**Exercise description**
Locate each line in the records containing "dates". Copy it.

**Records to process**
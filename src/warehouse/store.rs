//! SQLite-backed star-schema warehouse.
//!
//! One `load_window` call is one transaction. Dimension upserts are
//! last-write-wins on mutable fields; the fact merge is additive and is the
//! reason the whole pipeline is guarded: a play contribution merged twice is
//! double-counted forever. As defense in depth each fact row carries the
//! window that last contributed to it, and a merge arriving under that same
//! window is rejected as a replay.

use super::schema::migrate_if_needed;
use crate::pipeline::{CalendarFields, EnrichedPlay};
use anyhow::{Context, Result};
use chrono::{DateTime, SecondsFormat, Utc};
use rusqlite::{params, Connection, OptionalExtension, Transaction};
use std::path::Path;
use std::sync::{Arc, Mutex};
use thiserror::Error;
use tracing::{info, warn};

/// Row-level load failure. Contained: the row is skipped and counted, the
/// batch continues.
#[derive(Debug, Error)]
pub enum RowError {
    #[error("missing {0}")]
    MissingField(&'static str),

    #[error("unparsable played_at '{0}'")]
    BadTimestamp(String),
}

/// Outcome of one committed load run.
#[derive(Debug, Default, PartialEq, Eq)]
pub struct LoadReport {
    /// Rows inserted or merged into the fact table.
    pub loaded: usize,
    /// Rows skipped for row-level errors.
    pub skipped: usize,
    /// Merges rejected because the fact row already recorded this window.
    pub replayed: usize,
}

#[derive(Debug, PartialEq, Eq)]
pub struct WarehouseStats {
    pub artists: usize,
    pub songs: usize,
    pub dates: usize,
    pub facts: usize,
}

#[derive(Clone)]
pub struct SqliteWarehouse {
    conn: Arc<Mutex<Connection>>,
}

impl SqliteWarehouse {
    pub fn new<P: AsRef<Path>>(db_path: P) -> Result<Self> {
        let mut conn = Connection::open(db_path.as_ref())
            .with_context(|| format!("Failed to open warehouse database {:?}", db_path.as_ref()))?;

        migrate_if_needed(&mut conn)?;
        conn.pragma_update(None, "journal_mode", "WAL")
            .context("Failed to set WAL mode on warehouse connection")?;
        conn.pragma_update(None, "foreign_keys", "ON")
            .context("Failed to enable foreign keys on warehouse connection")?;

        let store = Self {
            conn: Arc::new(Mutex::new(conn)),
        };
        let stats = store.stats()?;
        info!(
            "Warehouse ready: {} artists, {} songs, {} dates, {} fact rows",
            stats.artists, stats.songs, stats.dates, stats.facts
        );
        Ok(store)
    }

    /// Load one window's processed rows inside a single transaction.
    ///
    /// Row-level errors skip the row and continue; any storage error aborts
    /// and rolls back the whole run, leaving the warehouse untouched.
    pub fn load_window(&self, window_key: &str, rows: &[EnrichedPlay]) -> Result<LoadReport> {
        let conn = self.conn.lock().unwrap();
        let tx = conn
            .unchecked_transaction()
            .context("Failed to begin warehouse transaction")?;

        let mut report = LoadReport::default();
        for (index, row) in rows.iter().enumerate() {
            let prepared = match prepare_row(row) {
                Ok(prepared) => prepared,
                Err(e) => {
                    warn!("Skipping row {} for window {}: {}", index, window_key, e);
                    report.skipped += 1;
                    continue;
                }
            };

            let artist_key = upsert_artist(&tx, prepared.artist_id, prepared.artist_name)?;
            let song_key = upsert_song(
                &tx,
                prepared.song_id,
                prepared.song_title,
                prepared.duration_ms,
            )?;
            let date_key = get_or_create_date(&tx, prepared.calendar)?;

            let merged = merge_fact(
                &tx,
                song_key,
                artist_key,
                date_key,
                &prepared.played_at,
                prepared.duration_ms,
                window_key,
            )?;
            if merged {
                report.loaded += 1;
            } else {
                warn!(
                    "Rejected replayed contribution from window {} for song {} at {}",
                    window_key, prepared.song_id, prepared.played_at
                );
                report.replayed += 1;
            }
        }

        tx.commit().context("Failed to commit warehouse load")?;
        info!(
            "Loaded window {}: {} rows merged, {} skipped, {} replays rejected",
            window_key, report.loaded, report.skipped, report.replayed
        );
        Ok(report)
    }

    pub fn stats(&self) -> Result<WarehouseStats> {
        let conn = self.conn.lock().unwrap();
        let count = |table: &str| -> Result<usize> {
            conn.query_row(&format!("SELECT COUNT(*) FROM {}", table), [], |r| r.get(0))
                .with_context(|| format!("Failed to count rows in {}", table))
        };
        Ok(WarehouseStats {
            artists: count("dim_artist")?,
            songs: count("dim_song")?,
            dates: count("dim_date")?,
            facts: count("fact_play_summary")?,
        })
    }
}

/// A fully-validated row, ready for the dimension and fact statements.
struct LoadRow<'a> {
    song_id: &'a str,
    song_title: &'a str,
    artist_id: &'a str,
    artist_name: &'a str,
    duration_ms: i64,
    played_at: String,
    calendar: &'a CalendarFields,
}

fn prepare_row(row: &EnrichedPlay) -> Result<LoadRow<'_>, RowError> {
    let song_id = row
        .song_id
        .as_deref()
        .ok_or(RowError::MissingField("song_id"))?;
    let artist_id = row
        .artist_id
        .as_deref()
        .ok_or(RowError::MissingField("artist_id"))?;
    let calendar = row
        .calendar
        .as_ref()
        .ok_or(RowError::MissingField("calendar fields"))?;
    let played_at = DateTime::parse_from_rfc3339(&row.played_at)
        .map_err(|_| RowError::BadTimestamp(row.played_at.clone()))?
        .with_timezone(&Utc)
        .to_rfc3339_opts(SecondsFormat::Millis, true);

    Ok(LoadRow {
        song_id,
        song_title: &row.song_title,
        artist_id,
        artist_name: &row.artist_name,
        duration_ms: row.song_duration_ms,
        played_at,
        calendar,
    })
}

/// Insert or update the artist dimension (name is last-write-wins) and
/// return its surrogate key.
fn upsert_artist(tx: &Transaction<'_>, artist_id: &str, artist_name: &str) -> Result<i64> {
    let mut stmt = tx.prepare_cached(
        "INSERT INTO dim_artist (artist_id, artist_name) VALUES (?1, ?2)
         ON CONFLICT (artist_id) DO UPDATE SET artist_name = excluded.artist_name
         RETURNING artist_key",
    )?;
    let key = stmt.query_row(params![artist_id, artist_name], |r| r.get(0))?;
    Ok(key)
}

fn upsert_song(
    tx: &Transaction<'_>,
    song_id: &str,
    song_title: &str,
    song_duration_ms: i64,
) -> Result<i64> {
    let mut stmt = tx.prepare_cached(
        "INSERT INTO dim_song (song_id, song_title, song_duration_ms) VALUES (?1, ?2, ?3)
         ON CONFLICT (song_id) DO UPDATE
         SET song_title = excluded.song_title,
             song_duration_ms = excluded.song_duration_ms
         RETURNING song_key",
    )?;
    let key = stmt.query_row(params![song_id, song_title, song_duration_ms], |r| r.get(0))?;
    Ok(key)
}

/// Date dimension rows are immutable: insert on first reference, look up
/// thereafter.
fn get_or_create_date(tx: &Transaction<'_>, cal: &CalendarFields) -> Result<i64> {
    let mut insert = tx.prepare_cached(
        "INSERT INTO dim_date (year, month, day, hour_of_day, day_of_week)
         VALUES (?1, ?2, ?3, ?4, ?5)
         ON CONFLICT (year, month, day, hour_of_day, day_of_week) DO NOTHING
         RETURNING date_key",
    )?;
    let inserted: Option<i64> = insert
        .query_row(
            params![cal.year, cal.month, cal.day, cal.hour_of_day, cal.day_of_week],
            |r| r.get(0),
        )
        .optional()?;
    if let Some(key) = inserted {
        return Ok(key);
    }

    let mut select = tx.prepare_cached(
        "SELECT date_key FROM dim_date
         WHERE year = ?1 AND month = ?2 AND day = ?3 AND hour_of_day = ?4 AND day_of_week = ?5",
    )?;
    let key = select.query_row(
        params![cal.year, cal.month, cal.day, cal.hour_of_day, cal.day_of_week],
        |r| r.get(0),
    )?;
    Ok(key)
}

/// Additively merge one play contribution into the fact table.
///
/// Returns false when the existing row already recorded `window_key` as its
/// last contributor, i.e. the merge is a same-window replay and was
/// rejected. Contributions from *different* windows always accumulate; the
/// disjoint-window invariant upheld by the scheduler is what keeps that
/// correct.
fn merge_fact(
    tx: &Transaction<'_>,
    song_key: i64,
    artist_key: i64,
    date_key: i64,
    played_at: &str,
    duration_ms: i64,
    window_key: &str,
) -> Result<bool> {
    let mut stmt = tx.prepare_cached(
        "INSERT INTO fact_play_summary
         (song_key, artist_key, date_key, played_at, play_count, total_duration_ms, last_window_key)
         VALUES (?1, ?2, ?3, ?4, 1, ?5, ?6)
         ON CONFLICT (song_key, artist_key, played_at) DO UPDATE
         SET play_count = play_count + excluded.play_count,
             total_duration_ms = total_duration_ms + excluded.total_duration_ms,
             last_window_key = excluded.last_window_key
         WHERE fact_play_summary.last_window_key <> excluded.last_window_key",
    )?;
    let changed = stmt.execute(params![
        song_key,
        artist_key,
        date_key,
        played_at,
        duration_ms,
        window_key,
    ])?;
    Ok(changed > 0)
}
--
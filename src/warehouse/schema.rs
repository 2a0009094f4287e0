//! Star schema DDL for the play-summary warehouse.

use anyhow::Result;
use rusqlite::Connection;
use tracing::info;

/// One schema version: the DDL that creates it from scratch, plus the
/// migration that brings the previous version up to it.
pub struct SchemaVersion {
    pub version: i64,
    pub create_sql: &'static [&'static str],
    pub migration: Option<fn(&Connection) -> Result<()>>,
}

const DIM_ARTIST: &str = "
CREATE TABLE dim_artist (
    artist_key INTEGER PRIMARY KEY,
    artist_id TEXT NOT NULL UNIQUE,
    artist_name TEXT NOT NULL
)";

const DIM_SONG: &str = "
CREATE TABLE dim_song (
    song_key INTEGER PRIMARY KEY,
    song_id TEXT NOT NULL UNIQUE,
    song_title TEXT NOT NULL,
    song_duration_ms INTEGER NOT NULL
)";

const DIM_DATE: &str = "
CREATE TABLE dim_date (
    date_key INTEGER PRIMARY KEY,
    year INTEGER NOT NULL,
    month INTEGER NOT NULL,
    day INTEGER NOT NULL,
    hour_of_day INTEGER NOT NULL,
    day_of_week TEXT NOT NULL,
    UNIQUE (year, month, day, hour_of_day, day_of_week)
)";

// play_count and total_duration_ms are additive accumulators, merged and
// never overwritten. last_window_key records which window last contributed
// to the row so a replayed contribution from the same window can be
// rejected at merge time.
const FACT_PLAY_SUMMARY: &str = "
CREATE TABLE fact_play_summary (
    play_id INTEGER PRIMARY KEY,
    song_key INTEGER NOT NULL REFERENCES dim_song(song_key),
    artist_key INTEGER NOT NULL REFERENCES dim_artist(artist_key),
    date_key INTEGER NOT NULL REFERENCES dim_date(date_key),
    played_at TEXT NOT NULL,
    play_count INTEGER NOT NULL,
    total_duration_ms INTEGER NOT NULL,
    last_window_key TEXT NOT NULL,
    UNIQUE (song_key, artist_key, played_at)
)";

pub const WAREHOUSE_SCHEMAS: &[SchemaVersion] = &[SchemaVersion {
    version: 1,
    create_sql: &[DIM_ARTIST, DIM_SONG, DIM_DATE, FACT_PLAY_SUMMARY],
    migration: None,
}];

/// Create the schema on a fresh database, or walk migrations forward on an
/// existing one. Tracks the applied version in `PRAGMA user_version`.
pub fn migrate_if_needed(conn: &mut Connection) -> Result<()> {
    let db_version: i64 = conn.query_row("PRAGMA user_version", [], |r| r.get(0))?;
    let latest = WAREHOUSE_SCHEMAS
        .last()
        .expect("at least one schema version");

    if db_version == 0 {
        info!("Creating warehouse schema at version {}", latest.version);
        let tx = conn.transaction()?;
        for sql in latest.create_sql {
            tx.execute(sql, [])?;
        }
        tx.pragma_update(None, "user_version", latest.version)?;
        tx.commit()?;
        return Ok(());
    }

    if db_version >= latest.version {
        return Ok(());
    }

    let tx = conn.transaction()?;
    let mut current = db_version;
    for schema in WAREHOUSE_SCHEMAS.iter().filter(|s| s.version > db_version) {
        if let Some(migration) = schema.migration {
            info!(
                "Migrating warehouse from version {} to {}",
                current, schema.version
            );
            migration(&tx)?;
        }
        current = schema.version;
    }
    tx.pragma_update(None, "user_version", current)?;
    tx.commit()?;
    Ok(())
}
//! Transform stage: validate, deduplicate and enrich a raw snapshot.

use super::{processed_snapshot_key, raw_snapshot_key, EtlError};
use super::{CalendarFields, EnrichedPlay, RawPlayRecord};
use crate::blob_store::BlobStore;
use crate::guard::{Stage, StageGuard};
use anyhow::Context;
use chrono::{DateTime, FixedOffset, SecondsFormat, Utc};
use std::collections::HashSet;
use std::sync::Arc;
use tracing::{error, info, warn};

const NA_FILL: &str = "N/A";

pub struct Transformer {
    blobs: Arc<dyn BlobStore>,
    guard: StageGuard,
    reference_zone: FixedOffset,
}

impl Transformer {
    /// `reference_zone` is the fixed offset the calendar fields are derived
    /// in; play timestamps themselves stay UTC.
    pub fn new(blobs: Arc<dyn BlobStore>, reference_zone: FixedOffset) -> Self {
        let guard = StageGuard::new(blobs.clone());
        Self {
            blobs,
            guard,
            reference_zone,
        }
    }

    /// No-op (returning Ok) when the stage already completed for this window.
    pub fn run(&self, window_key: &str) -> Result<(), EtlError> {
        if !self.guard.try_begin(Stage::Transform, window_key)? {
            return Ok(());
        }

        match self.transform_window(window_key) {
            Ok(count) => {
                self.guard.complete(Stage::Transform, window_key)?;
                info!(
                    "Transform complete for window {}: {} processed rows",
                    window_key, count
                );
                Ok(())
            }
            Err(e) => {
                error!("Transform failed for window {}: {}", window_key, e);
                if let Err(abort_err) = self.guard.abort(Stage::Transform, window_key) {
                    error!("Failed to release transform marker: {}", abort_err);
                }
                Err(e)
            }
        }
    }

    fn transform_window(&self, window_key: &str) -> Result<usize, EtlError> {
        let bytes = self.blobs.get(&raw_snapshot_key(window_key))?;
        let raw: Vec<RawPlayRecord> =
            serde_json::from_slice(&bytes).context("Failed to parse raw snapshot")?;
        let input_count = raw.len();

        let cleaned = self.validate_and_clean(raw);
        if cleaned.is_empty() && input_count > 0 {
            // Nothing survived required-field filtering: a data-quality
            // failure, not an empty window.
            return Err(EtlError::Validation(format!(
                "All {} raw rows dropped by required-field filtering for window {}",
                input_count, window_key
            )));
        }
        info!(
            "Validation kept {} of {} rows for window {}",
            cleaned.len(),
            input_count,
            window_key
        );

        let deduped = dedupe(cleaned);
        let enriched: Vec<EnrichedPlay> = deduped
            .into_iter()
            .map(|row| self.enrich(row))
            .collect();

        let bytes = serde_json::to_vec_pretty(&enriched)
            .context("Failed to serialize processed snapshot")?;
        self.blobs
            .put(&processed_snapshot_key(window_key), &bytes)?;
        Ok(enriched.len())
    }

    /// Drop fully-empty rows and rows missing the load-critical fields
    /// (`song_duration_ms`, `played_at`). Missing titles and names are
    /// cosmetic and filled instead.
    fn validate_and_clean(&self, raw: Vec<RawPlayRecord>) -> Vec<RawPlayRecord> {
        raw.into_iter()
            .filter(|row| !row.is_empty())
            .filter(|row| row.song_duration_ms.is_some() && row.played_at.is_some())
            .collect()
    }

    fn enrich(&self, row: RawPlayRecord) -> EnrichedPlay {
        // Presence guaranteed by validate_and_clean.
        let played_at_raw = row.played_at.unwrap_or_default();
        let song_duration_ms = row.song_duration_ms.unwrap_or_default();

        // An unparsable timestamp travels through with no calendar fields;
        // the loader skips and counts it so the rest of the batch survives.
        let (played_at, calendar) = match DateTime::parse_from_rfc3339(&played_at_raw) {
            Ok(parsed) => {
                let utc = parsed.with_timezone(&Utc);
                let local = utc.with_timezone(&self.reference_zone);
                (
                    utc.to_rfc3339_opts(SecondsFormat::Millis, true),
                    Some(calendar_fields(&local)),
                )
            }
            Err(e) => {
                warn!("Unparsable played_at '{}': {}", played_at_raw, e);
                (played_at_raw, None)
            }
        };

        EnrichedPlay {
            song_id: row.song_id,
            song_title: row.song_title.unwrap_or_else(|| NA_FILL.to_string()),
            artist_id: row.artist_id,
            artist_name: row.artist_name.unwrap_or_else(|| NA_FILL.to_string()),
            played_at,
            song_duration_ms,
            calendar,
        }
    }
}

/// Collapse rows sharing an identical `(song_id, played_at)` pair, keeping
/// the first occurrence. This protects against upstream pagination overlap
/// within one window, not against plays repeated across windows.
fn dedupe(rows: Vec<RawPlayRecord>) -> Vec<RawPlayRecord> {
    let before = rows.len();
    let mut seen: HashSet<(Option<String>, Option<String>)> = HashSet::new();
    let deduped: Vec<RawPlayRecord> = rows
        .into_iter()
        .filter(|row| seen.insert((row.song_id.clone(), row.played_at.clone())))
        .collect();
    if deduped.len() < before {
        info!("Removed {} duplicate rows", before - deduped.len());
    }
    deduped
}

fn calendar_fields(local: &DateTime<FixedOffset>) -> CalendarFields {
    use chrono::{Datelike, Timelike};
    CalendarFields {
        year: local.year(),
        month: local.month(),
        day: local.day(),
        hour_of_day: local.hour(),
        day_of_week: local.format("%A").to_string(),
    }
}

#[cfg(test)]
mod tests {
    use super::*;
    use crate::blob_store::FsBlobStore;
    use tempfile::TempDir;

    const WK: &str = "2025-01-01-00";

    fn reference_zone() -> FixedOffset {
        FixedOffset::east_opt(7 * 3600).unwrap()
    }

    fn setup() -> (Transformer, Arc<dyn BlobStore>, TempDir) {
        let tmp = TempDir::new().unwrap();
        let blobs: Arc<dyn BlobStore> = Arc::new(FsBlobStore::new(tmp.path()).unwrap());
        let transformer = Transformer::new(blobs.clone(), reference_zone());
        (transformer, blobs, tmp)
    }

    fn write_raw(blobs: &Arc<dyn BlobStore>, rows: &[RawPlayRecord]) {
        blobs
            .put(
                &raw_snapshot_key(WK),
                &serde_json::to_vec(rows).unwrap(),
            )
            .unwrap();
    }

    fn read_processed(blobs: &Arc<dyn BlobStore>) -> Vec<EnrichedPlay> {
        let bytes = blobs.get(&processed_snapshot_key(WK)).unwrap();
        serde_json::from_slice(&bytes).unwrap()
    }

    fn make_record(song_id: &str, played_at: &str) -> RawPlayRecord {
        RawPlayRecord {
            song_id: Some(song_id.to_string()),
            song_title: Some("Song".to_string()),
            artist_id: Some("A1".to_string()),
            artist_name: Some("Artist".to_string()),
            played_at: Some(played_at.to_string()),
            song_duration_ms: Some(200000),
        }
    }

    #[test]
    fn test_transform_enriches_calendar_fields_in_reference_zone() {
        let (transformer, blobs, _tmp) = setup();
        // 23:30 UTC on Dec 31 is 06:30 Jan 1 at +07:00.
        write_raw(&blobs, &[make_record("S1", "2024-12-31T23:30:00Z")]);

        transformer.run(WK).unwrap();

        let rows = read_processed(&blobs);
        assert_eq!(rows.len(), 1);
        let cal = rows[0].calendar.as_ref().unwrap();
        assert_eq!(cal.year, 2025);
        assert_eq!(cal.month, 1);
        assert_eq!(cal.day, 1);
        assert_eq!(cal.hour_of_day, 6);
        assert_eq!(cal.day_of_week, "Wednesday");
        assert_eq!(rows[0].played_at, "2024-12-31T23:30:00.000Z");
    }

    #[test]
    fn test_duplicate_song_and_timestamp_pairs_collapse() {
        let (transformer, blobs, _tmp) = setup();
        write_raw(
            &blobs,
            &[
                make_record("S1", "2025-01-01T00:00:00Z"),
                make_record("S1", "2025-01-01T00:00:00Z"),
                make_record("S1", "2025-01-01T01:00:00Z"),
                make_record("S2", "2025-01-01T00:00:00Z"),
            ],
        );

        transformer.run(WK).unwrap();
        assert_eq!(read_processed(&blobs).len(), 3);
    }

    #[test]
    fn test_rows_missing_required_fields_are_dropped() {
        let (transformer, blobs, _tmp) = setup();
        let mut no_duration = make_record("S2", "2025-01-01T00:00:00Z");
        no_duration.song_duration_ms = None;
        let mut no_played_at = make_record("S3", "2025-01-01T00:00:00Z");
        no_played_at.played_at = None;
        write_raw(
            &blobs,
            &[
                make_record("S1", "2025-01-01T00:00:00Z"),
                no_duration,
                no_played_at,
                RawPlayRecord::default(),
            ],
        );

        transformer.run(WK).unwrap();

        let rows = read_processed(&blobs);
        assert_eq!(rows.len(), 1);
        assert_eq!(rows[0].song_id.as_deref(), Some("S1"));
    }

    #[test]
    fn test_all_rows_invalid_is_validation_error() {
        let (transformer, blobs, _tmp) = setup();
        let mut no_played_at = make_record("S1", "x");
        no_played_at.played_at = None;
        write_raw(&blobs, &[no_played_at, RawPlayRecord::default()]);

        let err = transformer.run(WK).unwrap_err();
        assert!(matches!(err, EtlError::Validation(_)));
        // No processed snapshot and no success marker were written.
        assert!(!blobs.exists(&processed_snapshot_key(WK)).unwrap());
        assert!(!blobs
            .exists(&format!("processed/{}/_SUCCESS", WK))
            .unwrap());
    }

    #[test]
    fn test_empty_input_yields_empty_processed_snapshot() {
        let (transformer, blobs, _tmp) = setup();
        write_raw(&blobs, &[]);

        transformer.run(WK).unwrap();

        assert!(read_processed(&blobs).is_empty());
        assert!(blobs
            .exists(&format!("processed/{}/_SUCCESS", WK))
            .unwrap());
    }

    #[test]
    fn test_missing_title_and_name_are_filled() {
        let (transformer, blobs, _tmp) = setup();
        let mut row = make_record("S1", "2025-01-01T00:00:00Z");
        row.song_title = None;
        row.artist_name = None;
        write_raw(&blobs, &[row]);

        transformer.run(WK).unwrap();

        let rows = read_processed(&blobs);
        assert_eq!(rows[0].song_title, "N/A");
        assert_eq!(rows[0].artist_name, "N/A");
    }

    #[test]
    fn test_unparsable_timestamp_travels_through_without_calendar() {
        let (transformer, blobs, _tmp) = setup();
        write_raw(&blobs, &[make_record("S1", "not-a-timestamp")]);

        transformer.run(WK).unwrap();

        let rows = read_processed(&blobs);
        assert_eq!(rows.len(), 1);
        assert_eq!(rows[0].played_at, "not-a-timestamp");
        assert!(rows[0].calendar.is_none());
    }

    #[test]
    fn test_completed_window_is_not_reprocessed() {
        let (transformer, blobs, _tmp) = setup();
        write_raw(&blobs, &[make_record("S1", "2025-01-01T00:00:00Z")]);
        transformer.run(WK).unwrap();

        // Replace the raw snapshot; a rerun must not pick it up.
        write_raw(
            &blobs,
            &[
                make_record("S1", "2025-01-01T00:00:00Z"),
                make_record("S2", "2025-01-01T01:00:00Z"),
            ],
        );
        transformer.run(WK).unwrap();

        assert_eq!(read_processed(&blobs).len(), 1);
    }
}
==
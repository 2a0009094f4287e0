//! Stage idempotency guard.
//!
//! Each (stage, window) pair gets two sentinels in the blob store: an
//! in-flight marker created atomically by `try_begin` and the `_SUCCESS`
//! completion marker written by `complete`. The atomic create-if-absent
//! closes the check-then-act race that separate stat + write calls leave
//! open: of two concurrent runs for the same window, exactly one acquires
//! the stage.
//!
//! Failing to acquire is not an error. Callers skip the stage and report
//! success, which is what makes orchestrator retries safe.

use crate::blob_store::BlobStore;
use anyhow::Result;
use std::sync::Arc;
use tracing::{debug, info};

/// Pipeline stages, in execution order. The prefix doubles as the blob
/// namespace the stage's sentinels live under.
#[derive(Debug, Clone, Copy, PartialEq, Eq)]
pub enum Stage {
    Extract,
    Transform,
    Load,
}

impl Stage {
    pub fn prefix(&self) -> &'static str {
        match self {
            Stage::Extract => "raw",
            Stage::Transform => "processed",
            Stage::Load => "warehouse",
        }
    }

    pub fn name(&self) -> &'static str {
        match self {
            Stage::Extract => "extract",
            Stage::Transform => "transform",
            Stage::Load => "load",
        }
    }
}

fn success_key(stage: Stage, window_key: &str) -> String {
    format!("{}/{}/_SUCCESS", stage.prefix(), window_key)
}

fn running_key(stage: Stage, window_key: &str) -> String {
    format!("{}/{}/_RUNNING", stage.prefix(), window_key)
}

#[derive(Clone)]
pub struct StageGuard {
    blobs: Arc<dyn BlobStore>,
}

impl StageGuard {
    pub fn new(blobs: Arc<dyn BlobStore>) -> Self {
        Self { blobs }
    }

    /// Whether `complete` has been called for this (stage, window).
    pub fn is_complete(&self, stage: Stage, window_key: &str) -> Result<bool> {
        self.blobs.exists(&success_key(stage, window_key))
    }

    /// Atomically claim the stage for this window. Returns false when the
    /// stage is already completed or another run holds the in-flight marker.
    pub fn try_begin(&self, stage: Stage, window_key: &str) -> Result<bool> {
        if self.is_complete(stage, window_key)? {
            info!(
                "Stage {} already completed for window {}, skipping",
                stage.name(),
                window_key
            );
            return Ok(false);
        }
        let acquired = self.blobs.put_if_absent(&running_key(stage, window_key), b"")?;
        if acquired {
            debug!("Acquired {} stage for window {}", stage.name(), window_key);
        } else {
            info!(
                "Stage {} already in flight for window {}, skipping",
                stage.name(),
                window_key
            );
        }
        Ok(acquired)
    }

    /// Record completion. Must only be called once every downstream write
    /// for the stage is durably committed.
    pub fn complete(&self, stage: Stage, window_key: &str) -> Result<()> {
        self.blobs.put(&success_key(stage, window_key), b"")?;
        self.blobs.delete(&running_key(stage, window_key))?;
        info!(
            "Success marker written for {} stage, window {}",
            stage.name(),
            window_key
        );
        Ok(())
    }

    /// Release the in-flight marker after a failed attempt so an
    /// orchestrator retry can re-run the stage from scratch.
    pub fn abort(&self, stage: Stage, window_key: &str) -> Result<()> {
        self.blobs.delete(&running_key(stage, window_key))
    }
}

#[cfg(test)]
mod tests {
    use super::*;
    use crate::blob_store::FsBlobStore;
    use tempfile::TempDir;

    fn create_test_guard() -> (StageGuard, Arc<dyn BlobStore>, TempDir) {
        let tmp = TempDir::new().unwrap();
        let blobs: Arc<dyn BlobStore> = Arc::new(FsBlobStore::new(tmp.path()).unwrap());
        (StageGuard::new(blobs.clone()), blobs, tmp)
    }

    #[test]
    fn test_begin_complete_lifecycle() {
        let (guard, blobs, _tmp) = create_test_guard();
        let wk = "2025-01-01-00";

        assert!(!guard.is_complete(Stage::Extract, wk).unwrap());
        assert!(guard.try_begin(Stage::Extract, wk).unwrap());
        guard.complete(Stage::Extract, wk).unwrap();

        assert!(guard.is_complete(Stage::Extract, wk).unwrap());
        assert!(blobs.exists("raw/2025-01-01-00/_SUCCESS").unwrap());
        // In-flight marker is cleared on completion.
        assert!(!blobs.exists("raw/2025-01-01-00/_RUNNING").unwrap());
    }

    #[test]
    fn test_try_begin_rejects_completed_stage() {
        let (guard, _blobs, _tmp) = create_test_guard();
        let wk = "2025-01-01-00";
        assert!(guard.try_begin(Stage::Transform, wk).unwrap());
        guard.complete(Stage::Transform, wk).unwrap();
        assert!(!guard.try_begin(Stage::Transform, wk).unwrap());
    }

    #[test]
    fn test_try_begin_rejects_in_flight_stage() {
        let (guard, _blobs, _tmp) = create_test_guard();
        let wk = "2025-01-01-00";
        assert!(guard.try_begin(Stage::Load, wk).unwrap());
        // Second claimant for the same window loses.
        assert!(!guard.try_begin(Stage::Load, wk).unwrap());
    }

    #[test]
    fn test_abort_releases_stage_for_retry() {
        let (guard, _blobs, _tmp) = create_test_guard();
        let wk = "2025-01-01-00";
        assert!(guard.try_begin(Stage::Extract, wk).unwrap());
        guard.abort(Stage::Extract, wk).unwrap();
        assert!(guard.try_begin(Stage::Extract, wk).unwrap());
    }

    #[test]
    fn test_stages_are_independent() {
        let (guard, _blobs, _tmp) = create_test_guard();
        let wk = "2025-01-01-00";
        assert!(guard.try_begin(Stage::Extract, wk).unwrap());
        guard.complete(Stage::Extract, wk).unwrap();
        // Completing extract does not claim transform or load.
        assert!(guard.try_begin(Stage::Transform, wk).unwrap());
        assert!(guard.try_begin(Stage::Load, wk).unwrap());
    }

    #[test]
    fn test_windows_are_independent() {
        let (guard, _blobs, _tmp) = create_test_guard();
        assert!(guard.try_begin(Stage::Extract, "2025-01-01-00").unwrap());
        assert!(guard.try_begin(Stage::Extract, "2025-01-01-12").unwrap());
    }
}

**Exercise answer**
    pub dates: usize,
            "Warehouse ready: {} artists, {} songs, {} dates, {} fact rows",
            stats.artists, stats.songs, stats.dates, stats.facts
            dates: count("dim_date")?,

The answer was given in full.